*EXERCISE AIM*: After locating the line that contains "for one document." in the data below, set down exactly that line and each one after it through the line that contains "pub enum Polarity", and nothing more.

Entries taken from a collection:

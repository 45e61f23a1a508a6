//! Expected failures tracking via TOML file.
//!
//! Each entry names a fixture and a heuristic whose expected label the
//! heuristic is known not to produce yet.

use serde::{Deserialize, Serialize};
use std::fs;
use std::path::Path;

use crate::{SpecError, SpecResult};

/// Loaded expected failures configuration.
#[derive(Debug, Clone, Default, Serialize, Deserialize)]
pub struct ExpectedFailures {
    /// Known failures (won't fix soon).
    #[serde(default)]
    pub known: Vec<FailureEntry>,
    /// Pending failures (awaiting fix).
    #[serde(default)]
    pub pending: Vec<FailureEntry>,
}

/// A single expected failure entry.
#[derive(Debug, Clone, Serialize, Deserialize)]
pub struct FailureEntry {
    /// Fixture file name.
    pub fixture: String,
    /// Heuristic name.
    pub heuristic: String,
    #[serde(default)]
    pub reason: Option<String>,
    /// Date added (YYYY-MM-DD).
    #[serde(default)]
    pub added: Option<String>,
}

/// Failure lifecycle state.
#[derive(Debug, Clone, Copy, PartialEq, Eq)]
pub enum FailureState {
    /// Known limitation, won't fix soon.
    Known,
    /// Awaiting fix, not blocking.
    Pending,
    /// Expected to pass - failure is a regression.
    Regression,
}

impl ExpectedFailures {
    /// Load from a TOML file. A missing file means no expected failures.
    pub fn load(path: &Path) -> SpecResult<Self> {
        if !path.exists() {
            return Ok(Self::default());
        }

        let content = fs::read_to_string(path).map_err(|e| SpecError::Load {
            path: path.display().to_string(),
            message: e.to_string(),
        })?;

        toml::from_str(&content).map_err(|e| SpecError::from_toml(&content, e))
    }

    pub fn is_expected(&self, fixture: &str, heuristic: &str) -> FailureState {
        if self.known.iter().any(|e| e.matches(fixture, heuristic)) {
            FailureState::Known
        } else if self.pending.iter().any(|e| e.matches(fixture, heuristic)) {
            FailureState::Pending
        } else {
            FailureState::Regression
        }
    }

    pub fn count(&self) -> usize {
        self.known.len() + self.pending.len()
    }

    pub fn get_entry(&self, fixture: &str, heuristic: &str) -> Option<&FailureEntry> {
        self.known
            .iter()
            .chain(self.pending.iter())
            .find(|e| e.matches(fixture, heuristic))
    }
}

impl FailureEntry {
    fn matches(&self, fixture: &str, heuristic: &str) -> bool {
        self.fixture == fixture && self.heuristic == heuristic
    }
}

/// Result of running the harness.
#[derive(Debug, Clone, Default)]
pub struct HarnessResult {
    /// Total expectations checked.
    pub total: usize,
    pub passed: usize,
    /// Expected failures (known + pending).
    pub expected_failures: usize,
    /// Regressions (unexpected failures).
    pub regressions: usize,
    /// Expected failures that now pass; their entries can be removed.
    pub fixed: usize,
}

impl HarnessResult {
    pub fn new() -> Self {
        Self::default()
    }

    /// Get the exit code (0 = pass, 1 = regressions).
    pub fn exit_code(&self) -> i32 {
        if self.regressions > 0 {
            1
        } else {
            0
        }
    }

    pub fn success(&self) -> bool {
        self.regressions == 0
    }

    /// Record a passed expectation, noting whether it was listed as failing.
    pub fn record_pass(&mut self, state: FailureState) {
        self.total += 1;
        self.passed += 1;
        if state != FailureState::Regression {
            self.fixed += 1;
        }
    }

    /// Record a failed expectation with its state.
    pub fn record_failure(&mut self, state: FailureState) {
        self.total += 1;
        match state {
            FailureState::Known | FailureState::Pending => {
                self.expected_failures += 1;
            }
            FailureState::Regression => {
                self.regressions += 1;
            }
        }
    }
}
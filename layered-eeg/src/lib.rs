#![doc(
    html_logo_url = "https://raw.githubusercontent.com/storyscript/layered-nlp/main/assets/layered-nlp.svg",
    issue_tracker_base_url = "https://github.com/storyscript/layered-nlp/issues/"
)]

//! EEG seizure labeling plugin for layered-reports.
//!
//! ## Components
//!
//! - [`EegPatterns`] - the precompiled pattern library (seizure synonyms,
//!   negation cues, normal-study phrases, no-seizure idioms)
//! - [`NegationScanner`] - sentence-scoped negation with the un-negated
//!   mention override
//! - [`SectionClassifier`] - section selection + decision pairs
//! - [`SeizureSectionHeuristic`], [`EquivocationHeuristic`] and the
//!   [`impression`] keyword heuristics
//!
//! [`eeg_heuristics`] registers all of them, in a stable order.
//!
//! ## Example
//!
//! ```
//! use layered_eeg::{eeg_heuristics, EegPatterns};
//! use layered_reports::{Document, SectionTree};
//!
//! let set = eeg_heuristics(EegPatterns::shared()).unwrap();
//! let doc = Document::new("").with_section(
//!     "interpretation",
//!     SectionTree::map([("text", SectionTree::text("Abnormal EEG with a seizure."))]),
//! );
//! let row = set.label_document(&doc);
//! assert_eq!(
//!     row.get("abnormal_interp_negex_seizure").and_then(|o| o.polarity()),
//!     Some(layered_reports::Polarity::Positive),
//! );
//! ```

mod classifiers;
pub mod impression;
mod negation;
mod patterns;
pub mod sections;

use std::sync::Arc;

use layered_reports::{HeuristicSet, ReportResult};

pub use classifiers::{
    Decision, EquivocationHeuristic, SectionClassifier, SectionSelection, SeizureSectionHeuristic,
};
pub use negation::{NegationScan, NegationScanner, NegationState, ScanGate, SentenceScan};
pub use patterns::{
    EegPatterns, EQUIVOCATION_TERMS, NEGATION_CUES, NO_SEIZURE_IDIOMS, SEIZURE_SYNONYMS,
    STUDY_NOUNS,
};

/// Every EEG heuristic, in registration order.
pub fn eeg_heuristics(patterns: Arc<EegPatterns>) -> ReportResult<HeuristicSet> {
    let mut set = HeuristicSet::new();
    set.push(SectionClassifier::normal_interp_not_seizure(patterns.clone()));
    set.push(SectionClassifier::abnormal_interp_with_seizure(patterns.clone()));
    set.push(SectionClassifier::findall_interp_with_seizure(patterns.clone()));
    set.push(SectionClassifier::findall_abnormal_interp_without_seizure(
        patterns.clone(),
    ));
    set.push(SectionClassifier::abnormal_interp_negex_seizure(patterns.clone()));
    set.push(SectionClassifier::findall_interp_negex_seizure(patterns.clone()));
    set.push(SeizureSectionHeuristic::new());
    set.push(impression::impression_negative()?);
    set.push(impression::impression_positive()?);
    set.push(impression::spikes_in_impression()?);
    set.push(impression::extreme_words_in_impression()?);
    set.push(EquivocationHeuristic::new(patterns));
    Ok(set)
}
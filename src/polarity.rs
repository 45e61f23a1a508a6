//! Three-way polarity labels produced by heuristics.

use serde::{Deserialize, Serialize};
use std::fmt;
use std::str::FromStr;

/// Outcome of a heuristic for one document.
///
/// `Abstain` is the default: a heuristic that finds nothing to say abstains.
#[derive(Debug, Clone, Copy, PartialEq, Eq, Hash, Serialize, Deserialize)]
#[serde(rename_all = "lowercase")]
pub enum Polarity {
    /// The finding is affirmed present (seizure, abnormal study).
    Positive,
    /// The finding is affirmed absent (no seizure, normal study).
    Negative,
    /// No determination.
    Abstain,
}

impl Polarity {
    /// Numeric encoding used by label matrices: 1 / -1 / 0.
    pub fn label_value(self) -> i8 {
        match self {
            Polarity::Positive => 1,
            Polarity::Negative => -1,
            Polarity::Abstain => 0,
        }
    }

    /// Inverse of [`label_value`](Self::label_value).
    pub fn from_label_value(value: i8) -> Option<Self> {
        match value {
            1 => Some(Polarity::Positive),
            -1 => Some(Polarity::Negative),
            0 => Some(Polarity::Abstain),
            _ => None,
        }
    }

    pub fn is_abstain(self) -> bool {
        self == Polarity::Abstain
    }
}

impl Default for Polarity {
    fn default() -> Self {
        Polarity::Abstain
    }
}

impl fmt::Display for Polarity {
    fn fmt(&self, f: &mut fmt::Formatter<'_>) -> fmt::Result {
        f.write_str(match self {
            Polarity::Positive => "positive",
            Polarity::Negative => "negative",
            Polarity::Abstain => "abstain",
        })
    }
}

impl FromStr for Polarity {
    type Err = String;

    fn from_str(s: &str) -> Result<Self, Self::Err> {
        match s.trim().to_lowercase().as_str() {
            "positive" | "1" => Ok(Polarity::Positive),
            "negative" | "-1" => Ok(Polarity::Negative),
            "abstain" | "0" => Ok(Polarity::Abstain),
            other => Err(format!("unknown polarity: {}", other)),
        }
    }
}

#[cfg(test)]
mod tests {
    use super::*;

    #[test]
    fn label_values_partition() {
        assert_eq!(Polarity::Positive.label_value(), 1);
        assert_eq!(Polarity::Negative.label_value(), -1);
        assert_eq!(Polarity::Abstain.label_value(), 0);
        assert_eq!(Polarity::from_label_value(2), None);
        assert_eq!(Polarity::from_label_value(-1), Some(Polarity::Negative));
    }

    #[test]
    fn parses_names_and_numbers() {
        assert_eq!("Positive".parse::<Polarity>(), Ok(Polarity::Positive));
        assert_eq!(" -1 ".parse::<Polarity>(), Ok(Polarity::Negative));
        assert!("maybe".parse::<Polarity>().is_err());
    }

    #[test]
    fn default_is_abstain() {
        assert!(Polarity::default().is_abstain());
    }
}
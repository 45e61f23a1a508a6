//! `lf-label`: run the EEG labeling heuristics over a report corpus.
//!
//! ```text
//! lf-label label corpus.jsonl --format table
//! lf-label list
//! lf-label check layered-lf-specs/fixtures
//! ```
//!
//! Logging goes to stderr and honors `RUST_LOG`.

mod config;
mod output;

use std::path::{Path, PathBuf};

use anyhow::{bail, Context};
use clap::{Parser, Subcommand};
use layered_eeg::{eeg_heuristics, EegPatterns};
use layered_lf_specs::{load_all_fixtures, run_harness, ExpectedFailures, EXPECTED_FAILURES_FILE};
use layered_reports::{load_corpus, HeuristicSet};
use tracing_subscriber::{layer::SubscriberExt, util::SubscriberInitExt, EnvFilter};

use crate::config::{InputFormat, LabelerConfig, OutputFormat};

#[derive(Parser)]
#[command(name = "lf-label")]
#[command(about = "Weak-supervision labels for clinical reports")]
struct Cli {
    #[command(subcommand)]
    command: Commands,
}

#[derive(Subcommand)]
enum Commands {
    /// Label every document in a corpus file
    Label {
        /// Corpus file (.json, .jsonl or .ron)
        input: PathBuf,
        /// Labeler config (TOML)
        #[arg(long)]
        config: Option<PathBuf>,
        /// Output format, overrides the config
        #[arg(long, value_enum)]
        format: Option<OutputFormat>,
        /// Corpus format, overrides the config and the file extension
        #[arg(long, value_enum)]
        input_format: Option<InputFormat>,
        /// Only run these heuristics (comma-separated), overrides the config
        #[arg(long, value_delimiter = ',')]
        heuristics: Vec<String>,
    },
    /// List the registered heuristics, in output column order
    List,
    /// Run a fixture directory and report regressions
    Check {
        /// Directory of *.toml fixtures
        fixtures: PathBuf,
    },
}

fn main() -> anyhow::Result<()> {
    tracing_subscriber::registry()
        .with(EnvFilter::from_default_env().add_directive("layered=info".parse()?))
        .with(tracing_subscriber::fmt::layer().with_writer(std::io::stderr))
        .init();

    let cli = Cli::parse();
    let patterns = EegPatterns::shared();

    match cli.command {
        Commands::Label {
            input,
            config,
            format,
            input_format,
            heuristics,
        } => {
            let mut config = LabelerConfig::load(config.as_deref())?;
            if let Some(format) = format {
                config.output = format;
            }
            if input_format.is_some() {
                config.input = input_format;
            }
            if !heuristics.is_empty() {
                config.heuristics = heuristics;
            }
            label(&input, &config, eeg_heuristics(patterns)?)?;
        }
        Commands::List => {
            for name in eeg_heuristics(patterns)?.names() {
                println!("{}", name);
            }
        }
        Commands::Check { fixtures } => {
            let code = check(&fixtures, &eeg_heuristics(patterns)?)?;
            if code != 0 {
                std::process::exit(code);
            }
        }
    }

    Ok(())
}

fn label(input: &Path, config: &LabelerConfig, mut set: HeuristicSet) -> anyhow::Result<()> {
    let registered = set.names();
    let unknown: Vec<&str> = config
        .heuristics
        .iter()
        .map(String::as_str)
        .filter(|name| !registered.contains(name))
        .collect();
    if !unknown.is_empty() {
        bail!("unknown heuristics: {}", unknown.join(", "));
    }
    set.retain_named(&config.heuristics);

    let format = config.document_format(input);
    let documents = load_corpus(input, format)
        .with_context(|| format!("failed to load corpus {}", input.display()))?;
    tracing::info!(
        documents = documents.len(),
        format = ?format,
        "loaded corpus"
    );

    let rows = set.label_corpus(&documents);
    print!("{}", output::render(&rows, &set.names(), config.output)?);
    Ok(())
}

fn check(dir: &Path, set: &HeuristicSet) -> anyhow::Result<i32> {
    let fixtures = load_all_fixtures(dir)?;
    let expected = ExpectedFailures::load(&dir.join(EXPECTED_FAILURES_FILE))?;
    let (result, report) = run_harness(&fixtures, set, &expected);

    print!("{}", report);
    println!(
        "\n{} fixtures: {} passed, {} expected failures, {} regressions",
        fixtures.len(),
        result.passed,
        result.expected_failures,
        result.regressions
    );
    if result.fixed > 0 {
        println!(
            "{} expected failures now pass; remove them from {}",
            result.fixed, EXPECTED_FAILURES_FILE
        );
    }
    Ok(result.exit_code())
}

*RESULT OF THIS TASK*:
/// Outcome of a heuristic for one document.
///
/// `Abstain` is the default: a heuristic that finds nothing to say abstains.
#[derive(Debug, Clone, Copy, PartialEq, Eq, Hash, Serialize, Deserialize)]
#[serde(rename_all = "lowercase")]
pub enum Polarity {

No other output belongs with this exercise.